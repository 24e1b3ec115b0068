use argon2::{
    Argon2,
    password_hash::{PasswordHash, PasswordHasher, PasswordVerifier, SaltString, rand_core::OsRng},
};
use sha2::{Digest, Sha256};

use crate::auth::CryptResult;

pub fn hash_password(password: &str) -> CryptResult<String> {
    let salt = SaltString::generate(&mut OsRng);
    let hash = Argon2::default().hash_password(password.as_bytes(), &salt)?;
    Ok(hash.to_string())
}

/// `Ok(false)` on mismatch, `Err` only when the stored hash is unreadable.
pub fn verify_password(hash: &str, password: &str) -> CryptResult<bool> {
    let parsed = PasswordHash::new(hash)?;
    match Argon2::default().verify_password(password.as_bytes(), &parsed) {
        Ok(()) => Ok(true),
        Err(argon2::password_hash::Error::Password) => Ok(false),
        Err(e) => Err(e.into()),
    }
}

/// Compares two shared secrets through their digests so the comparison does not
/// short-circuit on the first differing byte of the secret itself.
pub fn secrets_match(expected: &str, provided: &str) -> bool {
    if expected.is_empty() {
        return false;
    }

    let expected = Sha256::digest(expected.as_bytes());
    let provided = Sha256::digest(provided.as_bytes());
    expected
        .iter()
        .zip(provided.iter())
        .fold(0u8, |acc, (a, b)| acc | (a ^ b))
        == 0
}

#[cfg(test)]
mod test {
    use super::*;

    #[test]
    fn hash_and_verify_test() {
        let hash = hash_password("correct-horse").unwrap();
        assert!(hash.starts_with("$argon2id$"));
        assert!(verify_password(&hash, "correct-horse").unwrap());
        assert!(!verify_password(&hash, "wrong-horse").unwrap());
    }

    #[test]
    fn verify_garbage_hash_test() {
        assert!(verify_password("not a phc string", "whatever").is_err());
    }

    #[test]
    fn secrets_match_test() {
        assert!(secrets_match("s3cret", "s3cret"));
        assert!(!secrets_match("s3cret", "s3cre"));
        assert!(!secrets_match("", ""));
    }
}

...

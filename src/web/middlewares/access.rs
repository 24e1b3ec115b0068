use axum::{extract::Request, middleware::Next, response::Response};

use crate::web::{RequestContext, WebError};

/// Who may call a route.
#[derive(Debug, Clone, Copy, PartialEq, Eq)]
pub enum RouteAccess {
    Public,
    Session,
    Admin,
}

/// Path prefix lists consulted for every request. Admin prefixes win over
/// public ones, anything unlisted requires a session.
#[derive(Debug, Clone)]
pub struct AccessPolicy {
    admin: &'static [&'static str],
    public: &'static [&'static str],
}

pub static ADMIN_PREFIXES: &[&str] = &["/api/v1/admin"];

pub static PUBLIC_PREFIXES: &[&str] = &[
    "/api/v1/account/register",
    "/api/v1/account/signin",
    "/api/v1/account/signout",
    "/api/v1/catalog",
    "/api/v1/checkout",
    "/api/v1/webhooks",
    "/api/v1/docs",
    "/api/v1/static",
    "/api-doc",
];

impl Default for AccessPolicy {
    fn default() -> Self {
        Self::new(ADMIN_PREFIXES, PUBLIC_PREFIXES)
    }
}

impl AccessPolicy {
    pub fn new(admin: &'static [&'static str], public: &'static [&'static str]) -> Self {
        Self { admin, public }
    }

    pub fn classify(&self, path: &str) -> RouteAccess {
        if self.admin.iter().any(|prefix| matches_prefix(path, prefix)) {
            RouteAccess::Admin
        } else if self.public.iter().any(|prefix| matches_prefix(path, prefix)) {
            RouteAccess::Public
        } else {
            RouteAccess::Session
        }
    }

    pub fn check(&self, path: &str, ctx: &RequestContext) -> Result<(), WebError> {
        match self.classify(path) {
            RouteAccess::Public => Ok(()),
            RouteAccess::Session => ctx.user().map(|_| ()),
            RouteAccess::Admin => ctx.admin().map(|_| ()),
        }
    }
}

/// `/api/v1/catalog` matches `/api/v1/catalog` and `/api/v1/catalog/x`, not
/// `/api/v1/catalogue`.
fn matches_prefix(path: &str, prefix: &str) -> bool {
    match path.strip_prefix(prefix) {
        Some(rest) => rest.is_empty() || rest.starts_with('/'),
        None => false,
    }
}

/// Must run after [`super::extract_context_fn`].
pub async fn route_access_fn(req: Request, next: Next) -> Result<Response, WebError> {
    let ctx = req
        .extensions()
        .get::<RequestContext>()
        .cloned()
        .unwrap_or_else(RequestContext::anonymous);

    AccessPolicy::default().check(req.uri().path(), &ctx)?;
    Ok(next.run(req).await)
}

=== WHAT TO PRODUCE ===
In the records, how many lines hold the word "PasswordHash"? Answer with the number and no other words.

=== EXERCISE SOLUTION ===
2